(Collected data entries)

use sqlx::migrate::{MigrateError, Migrator};

use crate::DbPool;

pub static MIGRATOR: Migrator = sqlx::migrate!("../../migrations");

pub async fn run_pending(pool: &DbPool) -> Result<(), MigrateError> {
    MIGRATOR.run(pool).await
}

#[cfg(test)]
mod tests {
    use sqlx::Row;

    use super::run_pending;
    use crate::{connect_with_settings, migrations::MIGRATOR};

    const MANAGED_SCHEMA_OBJECTS: &[&str] = &[
        "users",
        "tasks",
        "idx_tasks_created_by_due_date",
        "idx_tasks_created_by_priority",
    ];

    #[tokio::test]
    async fn migrations_create_baseline_tables() {
        let pool = connect_with_settings("sqlite::memory:", 1, 30).await.expect("connect");
        run_pending(&pool).await.expect("run migrations");

        for table in ["users", "tasks"] {
            let count = sqlx::query(
                "SELECT COUNT(*) AS count FROM sqlite_master WHERE type = 'table' AND name = ?",
            )
            .bind(table)
            .fetch_one(&pool)
            .await
            .expect("check table")
            .get::<i64, _>("count");

            assert_eq!(count, 1, "table `{table}` should exist");
        }
    }

    #[tokio::test]
    async fn migrations_are_reversible() {
        let pool = connect_with_settings("sqlite::memory:", 1, 30).await.expect("connect");
        run_pending(&pool).await.expect("run migrations");

        MIGRATOR.undo(&pool, 0).await.expect("undo migrations");

        let task_count = sqlx::query(
            "SELECT COUNT(*) AS count FROM sqlite_master WHERE type = 'table' AND name = 'tasks'",
        )
        .fetch_one(&pool)
        .await
        .expect("check tasks table removed")
        .get::<i64, _>("count");

        assert_eq!(task_count, 0);
    }

    #[tokio::test]
    async fn migrations_up_down_up_preserves_schema_signature() {
        let pool = connect_with_settings("sqlite::memory:", 1, 30).await.expect("connect");
        run_pending(&pool).await.expect("run migrations");

        let initial_signature = managed_schema_signature(&pool).await;
        assert_eq!(
            initial_signature.len(),
            MANAGED_SCHEMA_OBJECTS.len(),
            "initial migration pass should create all managed schema objects",
        );

        MIGRATOR.undo(&pool, 0).await.expect("undo migrations");

        let after_down_signature = managed_schema_signature(&pool).await;
        assert!(
            after_down_signature.is_empty(),
            "managed schema objects should be removed after full undo",
        );

        run_pending(&pool).await.expect("re-run migrations");

        let after_second_up_signature = managed_schema_signature(&pool).await;
        assert_eq!(
            after_second_up_signature, initial_signature,
            "up/down/up should preserve migration-managed schema signature",
        );
    }

    async fn managed_schema_signature(pool: &sqlx::SqlitePool) -> Vec<(String, String, String)> {
        let mut signature: Vec<(String, String, String)> = sqlx::query(
            "SELECT type, name, IFNULL(sql, '') AS sql
             FROM sqlite_master
             WHERE type IN ('table', 'index')",
        )
        .fetch_all(pool)
        .await
        .expect("load schema objects")
        .into_iter()
        .filter_map(|row| {
            let name = row.get::<String, _>("name");
            if MANAGED_SCHEMA_OBJECTS.contains(&name.as_str()) {
                Some((row.get::<String, _>("type"), name, row.get::<String, _>("sql")))
            } else {
                None
            }
        })
        .collect();
        signature.sort();
        signature
    }
}
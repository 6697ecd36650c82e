use std::sync::Arc;

use thiserror::Error;
use tracing::info;

use taskmint_agent::{build_llm_client, TaskExtractor};
use taskmint_core::config::{AppConfig, ConfigError, LoadOptions};
use taskmint_core::password::PasswordHasher;
use taskmint_db::{
    connect_with_settings, migrations, DbPool, SqlTaskRepository, SqlUserRepository,
};

use crate::auth::TokenIssuer;
use crate::rate_limit::RateLimiter;
use crate::state::ApiState;

pub struct Application {
    pub config: AppConfig,
    pub db_pool: DbPool,
    pub state: ApiState,
}

#[derive(Debug, Error)]
pub enum BootstrapError {
    #[error(transparent)]
    Config(#[from] ConfigError),
    #[error("database connection failed: {0}")]
    DatabaseConnect(#[source] sqlx::Error),
    #[error("database migration failed: {0}")]
    Migration(#[source] sqlx::migrate::MigrateError),
    #[error("llm client setup failed: {0}")]
    Llm(#[source] anyhow::Error),
}

pub async fn bootstrap(options: LoadOptions) -> Result<Application, BootstrapError> {
    let config = AppConfig::load(options)?;
    bootstrap_with_config(config).await
}

pub async fn bootstrap_with_config(config: AppConfig) -> Result<Application, BootstrapError> {
    info!(
        event_name = "system.bootstrap.start",
        correlation_id = "bootstrap",
        "starting application bootstrap"
    );

    let db_pool = connect_with_settings(
        &config.database.url,
        config.database.max_connections,
        config.database.timeout_secs,
    )
    .await
    .map_err(BootstrapError::DatabaseConnect)?;
    info!(
        event_name = "system.bootstrap.database_connected",
        correlation_id = "bootstrap",
        "database connection established"
    );

    migrations::run_pending(&db_pool).await.map_err(BootstrapError::Migration)?;
    info!(
        event_name = "system.bootstrap.migrations_applied",
        correlation_id = "bootstrap",
        "database migrations applied"
    );

    let llm = build_llm_client(&config.llm).map_err(BootstrapError::Llm)?;

    let state = ApiState {
        users: Arc::new(SqlUserRepository::new(db_pool.clone())),
        tasks: Arc::new(SqlTaskRepository::new(db_pool.clone())),
        extractor: Arc::new(TaskExtractor::new(llm, &config.extraction)),
        tokens: Arc::new(TokenIssuer::new(&config.auth)),
        hasher: PasswordHasher::new(config.auth.password_iterations),
        limiter: Arc::new(RateLimiter::new()),
    };

    Ok(Application { config, db_pool, state })
}
//! Monotonic, millisecond-granularity timer wheel.
//!
//! Backed by a binary heap keyed on due time rather than an actual
//! hashed wheel: the contract only promises `Tick` is `O(k + log n)`
//! for `k` fired entries out of `n` scheduled, which a heap already
//! gives us, and it keeps cancellation and re-arm straightforward
//! (tombstone the old heap entry, push a new one) instead of needing
//! slot-rebalancing logic a real wheel would add for no behavioral gain
//! at the scale a single service's timers run at.

use std::cmp::Ordering;
use std::collections::{BinaryHeap, HashMap};

use crate::ids::TimerId;
use crate::time::MonotonicTimePoint;

/// What a fired callback should do next.
pub enum TimerOutcome {
    /// One-shot timers and periodic timers that are done return this.
    Done,
    /// Periodic timers that should keep firing return this.
    Reschedule,
}

pub type TimerCallback = Box<dyn FnMut(TimerId) -> TimerOutcome + Send>;

struct Entry {
    due: MonotonicTimePoint,
    period_ms: Option<u64>,
    seq: u64,
    id: TimerId,
    callback: TimerCallback,
}

struct HeapKey {
    due: MonotonicTimePoint,
    seq: u64,
    id: TimerId,
}

impl PartialEq for HeapKey {
    fn eq(&self, other: &Self) -> bool {
        self.due == other.due && self.seq == other.seq
    }
}
impl Eq for HeapKey {}

impl PartialOrd for HeapKey {
    fn partial_cmp(&self, other: &Self) -> Option<Ordering> {
        Some(self.cmp(other))
    }
}

impl Ord for HeapKey {
    // Reversed so `BinaryHeap` (a max-heap) pops the earliest due time,
    // breaking ties by insertion order (lower `seq` first).
    fn cmp(&self, other: &Self) -> Ordering {
        other
            .due
            .cmp(&self.due)
            .then_with(|| other.seq.cmp(&self.seq))
    }
}

/// Monotonic timer wheel. Not `Send`/`Sync` by design — a service's timer
/// wheel is owned and driven exclusively by its loop thread.
#[derive(Default)]
pub struct TimerWheel {
    heap: BinaryHeap<HeapKey>,
    entries: HashMap<TimerId, Entry>,
    next_seq: u64,
}

impl TimerWheel {
    pub fn new() -> Self {
        Self::default()
    }

    /// Schedules `callback` to first fire at `now + delay_ms`. If
    /// `period_ms` is `Some`, the timer keeps firing on that period until
    /// cancelled or the callback returns [`TimerOutcome::Done`].
    pub fn schedule(
        &mut self,
        now: MonotonicTimePoint,
        delay_ms: u64,
        period_ms: Option<u64>,
        callback: TimerCallback,
    ) -> TimerId {
        let id = TimerId::next();
        let due = now
            .checked_add(std::time::Duration::from_millis(delay_ms))
            .unwrap_or(now);
        let seq = self.next_seq;
        self.next_seq += 1;
        self.heap.push(HeapKey { due, seq, id });
        self.entries.insert(
            id,
            Entry {
                due,
                period_ms,
                seq,
                id,
                callback,
            },
        );
        id
    }

    /// Cancels a timer. Idempotent: cancelling an unknown or
    /// already-fired-and-removed id is not an error.
    pub fn cancel(&mut self, id: TimerId) {
        self.entries.remove(&id);
    }

    pub fn is_scheduled(&self, id: TimerId) -> bool {
        self.entries.contains_key(&id)
    }

    pub fn len(&self) -> usize {
        self.entries.len()
    }

    pub fn is_empty(&self) -> bool {
        self.entries.is_empty()
    }

    pub fn next_due(&self) -> Option<MonotonicTimePoint> {
        self.heap.peek().map(|k| k.due)
    }

    /// Fires every timer due at or before `now`, in non-decreasing
    /// due-time order, ties broken by insertion order. Returns the
    /// number of callbacks invoked.
    ///
    /// A timer cancelled by its own callback (or any other callback run
    /// during this tick) does not fire again: cancellation removes the
    /// entry from `entries`, and stale heap keys left behind by
    /// cancellation or by a previous re-arm are skipped when popped.
    pub fn tick(&mut self, now: MonotonicTimePoint) -> usize {
        let mut fired = 0;
        while let Some(top) = self.heap.peek() {
            if top.due > now {
                break;
            }
            let key = self.heap.pop().expect("peeked Some");

            let Some(mut entry) = self.entries.remove(&key.id) else {
                continue; // cancelled, or a stale key from a prior re-arm
            };
            if entry.due != key.due || entry.seq != key.seq {
                // This heap key belonged to a since-superseded schedule
                // of the same id; the live entry was already re-pushed.
                self.entries.insert(key.id, entry);
                continue;
            }

            fired += 1;
            let outcome = (entry.callback)(entry.id);
            match (outcome, entry.period_ms) {
                (TimerOutcome::Reschedule, Some(period_ms)) => {
                    let next_due = now
                        .checked_add(std::time::Duration::from_millis(period_ms))
                        .unwrap_or(now);
                    let seq = self.next_seq;
                    self.next_seq += 1;
                    entry.due = next_due;
                    entry.seq = seq;
                    self.heap.push(HeapKey {
                        due: next_due,
                        seq,
                        id: entry.id,
                    });
                    self.entries.insert(entry.id, entry);
                }
                _ => {
                    // Done, or a one-shot timer: drop the entry.
                }
            }
        }
        fired
    }
}
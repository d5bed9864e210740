//! Object lifetime, timer, queue, session, component, codec, and packet
//! contracts shared by every service built on top of this crate.
//!
//! Nothing here drives an actual event loop or owns a socket — see
//! `relay-service` for the loop that ties these pieces together and
//! `relay-net-tcp` for the concrete `Poller`. This crate is the
//! substrate the rest of the workspace is built from.

pub mod codec;
pub mod component;
pub mod config;
pub mod dispatch;
pub mod error;
pub mod ids;
pub mod object;
pub mod packet;
pub mod poller;
pub mod queue;
pub mod session;
pub mod time;
pub mod variant;

pub use error::{CoreError, ErrorKind, Result};
pub use ids::{ServiceId, SessionId, TimerId};
pub use object::{AutoReleasePool, Object};
pub use packet::{Packet, PacketFlags};
pub use poller::{Poller, PollerEvent, POLLER_EVENT_TAG};
pub use variant::Variant;
//! The service loop runtime built on top of `relay-core`'s substrate:
//! component lifecycle, packet dispatch, timers, and the message queue
//! driven by one thread per service.
//!
//! A service is assembled with [`builder::ServiceBuilder`] and run to
//! completion with [`runtime::Service::run`]; other threads (and, later,
//! `relay-hosting`'s manager) interact with a running service only
//! through the cheap, `Clone` [`runtime::ServiceHandle`] it hands back.

pub mod builder;
pub mod lookup;
pub mod runtime;
pub mod state;

pub use builder::ServiceBuilder;
pub use lookup::ComponentLookup;
pub use runtime::{FfiCloseRequest, FfiSendRequest, Service, ServiceHandle, FFI_CLOSE_TAG, FFI_SEND_TAG};
pub use state::{ServiceState, ServiceStateCell};
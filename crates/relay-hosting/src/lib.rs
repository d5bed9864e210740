//! Hosts more than one `relay-service` service in a single process: a
//! name- and id-keyed directory of running services plus a bounded
//! graceful-shutdown coordinator for stopping the whole fleet together.
//!
//! Cross-service messaging needs nothing of its own here — once a
//! caller has a [`manager::ServiceManager`] handle to the target
//! service (via [`manager::ServiceManager::get_by_id`] or
//! [`manager::ServiceManager::get_by_name`]), posting to it is just
//! `handle.post_message(envelope)`, the same [`relay_service::ServiceHandle`]
//! API any other thread uses.

pub mod manager;
pub mod shutdown;

pub use manager::ServiceManager;
pub use shutdown::{GracefulShutdownCoordinator, ShutdownRecord, ShutdownReport, ShutdownStatus};
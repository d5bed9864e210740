//! Wraps a caller-supplied C vtable of function pointers as a
//! [`relay_core::component::Component`], the same "guest implements a
//! small struct of callbacks, host drives its lifecycle" shape a
//! minimal C-ABI plugin entry point uses.
//!
//! `ctx` is an opaque pointer the caller owns; this module never
//! dereferences it, only threads it through to the callbacks unchanged.

use std::ffi::{c_char, c_void, CString};

use relay_core::component::Component;
use relay_core::error::CoreError;
use relay_core::queue::Envelope;

/// The callback table a C caller fills in before calling
/// `relay_service_register_component`. Any entry may be null to accept
/// that lifecycle stage's default (a no-op success).
#[repr(C)]
pub struct RelayComponentVtable {
    pub on_init: Option<extern "C" fn(ctx: *mut c_void) -> i32>,
    pub on_start: Option<extern "C" fn(ctx: *mut c_void) -> i32>,
    pub on_update: Option<extern "C" fn(ctx: *mut c_void, dt_ms: u64)>,
    pub on_stop: Option<extern "C" fn(ctx: *mut c_void) -> i32>,
    pub on_destroy: Option<extern "C" fn(ctx: *mut c_void)>,
    pub on_message: Option<
        extern "C" fn(ctx: *mut c_void, tag: *const c_char, payload: *const u8, payload_len: usize),
    >,
    pub ctx: *mut c_void,
}

/// `ctx` is whatever the caller on the other side of the ABI decided to
/// make it; this crate has no way to verify it is actually safe to
/// share across threads, so the caller is the one making that promise
/// by registering the component at all. Every relay-service component
/// callback runs on that one service's own loop thread, never
/// concurrently with another callback from the same component, which
/// is the same single-threaded guarantee a same-thread C context
/// pointer needs.
struct SendPtr(*mut c_void);
unsafe impl Send for SendPtr {}
unsafe impl Sync for SendPtr {}

pub struct FfiComponent {
    name: String,
    vtable: RelayComponentVtable,
    ctx: SendPtr,
}

impl FfiComponent {
    /// # Safety
    /// Every non-null function pointer in `vtable` must be safe to call
    /// with `vtable.ctx` for as long as the resulting component stays
    /// registered, from the service's loop thread.
    pub unsafe fn new(name: String, vtable: RelayComponentVtable) -> Self {
        let ctx = SendPtr(vtable.ctx);
        Self { name, vtable, ctx }
    }
}

fn status_to_result(code: i32) -> Result<(), CoreError> {
    if code == 0 {
        Ok(())
    } else {
        Err(CoreError::internal(format!(
            "ffi component callback returned non-zero status {code}"
        )))
    }
}

impl Component for FfiComponent {
    fn name(&self) -> &str {
        &self.name
    }

    fn on_init(&self) -> Result<(), CoreError> {
        match self.vtable.on_init {
            Some(f) => status_to_result(f(self.ctx.0)),
            None => Ok(()),
        }
    }

    fn on_start(&self) -> Result<(), CoreError> {
        match self.vtable.on_start {
            Some(f) => status_to_result(f(self.ctx.0)),
            None => Ok(()),
        }
    }

    fn on_update(&self, dt_ms: u64) {
        if let Some(f) = self.vtable.on_update {
            f(self.ctx.0, dt_ms);
        }
    }

    fn on_stop(&self) -> Result<(), CoreError> {
        match self.vtable.on_stop {
            Some(f) => status_to_result(f(self.ctx.0)),
            None => Ok(()),
        }
    }

    fn on_destroy(&self) {
        if let Some(f) = self.vtable.on_destroy {
            f(self.ctx.0);
        }
    }

    fn on_message(&self, envelope: &Envelope) {
        let Some(f) = self.vtable.on_message else {
            return;
        };
        // Only plain byte-carrying envelopes (everything this façade
        // itself posts, and anything a binding posts via
        // `relay_service_post_message`) can cross into C; anything else
        // queued internally (poller events, stop/ffi control envelopes)
        // never reaches a component's `on_message` at all, so there is
        // nothing to downcast here but `Vec<u8>`.
        let Ok(tag) = CString::new(envelope.tag.as_str()) else {
            return;
        };
        if let Some(bytes) = envelope.payload.downcast_ref::<Vec<u8>>() {
            f(self.ctx.0, tag.as_ptr(), bytes.as_ptr(), bytes.len());
        } else {
            f(self.ctx.0, tag.as_ptr(), std::ptr::null(), 0);
        }
    }
}

#[cfg(test)]
mod tests {
    use super::*;
    use std::sync::atomic::{AtomicI32, Ordering};

    extern "C" fn record_init(ctx: *mut c_void) -> i32 {
        let counter = unsafe { &*(ctx as *const AtomicI32) };
        counter.fetch_add(1, Ordering::SeqCst);
        0
    }

    #[test]
    fn missing_callbacks_default_to_success() {
        let vtable = RelayComponentVtable {
            on_init: None,
            on_start: None,
            on_update: None,
            on_stop: None,
            on_destroy: None,
            on_message: None,
            ctx: std::ptr::null_mut(),
        };
        let component = unsafe { FfiComponent::new("noop".into(), vtable) };
        assert!(component.on_init().is_ok());
        assert!(component.on_start().is_ok());
        assert!(component.on_stop().is_ok());
    }

    #[test]
    fn present_callback_runs_against_the_supplied_ctx() {
        let counter = AtomicI32::new(0);
        let vtable = RelayComponentVtable {
            on_init: Some(record_init),
            on_start: None,
            on_update: None,
            on_stop: None,
            on_destroy: None,
            on_message: None,
            ctx: &counter as *const AtomicI32 as *mut c_void,
        };
        let component = unsafe { FfiComponent::new("counting".into(), vtable) };
        component.on_init().unwrap();
        assert_eq!(counter.load(Ordering::SeqCst), 1);
    }
}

Task: Return each line above where the word "that" shows up.

Response:
    /// One-shot timers and periodic timers that are done return this.
    /// Periodic timers that should keep firing return this.
    /// `period_ms` is `Some`, the timer keeps firing on that period until
//! `relay-service` for the loop that ties these pieces together and
/// that lifecycle stage's default (a no-op success).
/// share across threads, so the caller is the one making that promise
/// callback runs on that one service's own loop thread, never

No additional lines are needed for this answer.